**Task:** Every record, from the first to the last, is to be printed again exactly.

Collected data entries
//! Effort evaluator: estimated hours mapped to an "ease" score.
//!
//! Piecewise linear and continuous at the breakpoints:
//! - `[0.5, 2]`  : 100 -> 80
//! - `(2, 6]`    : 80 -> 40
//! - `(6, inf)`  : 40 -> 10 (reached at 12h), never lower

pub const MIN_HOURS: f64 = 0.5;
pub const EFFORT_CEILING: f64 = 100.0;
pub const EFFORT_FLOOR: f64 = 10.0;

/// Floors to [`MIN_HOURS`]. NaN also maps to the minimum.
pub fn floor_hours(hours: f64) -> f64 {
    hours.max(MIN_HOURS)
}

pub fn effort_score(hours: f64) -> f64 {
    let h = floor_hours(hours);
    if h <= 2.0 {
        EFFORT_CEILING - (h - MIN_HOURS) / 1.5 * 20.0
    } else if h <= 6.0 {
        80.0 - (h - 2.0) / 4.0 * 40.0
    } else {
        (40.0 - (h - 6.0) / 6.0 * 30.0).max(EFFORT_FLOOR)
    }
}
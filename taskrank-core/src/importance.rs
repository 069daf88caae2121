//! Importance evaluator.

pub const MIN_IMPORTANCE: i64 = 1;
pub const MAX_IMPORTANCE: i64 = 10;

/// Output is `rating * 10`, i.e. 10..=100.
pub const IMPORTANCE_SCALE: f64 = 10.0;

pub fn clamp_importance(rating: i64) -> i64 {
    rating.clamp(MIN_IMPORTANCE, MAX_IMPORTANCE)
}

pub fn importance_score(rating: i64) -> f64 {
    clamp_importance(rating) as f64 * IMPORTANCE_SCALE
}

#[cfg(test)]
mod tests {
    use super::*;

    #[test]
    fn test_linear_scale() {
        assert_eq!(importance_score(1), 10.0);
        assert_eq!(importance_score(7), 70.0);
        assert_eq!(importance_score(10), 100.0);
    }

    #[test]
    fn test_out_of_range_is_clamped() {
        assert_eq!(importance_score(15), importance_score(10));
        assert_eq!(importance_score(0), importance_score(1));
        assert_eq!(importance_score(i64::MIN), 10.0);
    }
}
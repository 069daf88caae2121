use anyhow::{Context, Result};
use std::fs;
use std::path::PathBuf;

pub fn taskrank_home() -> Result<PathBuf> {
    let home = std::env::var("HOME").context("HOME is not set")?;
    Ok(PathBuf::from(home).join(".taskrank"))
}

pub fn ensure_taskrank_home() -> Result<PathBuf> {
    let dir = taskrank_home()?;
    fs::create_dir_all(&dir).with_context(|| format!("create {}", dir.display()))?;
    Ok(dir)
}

**Solution to this task:**
//! Effort evaluator: estimated hours mapped to an "ease" score.
//!
//! Piecewise linear and continuous at the breakpoints:
//! - `[0.5, 2]`  : 100 -> 80
//! - `(2, 6]`    : 80 -> 40
//! - `(6, inf)`  : 40 -> 10 (reached at 12h), never lower

pub const MIN_HOURS: f64 = 0.5;
pub const EFFORT_CEILING: f64 = 100.0;
pub const EFFORT_FLOOR: f64 = 10.0;

/// Floors to [`MIN_HOURS`]. NaN also maps to the minimum.
pub fn floor_hours(hours: f64) -> f64 {
    hours.max(MIN_HOURS)
}

pub fn effort_score(hours: f64) -> f64 {
    let h = floor_hours(hours);
    if h <= 2.0 {
        EFFORT_CEILING - (h - MIN_HOURS) / 1.5 * 20.0
    } else if h <= 6.0 {
        80.0 - (h - 2.0) / 4.0 * 40.0
    } else {
        (40.0 - (h - 6.0) / 6.0 * 30.0).max(EFFORT_FLOOR)
    }
}
filename taskrank-core/src/importance.rs
repository 069daf88caae2121
//! Importance evaluator.

pub const MIN_IMPORTANCE: i64 = 1;
pub const MAX_IMPORTANCE: i64 = 10;

/// Output is `rating * 10`, i.e. 10..=100.
pub const IMPORTANCE_SCALE: f64 = 10.0;

pub fn clamp_importance(rating: i64) -> i64 {
    rating.clamp(MIN_IMPORTANCE, MAX_IMPORTANCE)
}

pub fn importance_score(rating: i64) -> f64 {
    clamp_importance(rating) as f64 * IMPORTANCE_SCALE
}

#[cfg(test)]
mod tests {
    use super::*;

    #[test]
    fn test_linear_scale() {
        assert_eq!(importance_score(1), 10.0);
        assert_eq!(importance_score(7), 70.0);
        assert_eq!(importance_score(10), 100.0);
    }

    #[test]
    fn test_out_of_range_is_clamped() {
        assert_eq!(importance_score(15), importance_score(10));
        assert_eq!(importance_score(0), importance_score(1));
        assert_eq!(importance_score(i64::MIN), 10.0);
    }
}
repository 069daf88caae2121
use anyhow::{Context, Result};
use std::fs;
use std::path::PathBuf;

pub fn taskrank_home() -> Result<PathBuf> {
    let home = std::env::var("HOME").context("HOME is not set")?;
    Ok(PathBuf::from(home).join(".taskrank"))
}

pub fn ensure_taskrank_home() -> Result<PathBuf> {
    let dir = taskrank_home()?;
    fs::create_dir_all(&dir).with_context(|| format!("create {}", dir.display()))?;
    Ok(dir)
}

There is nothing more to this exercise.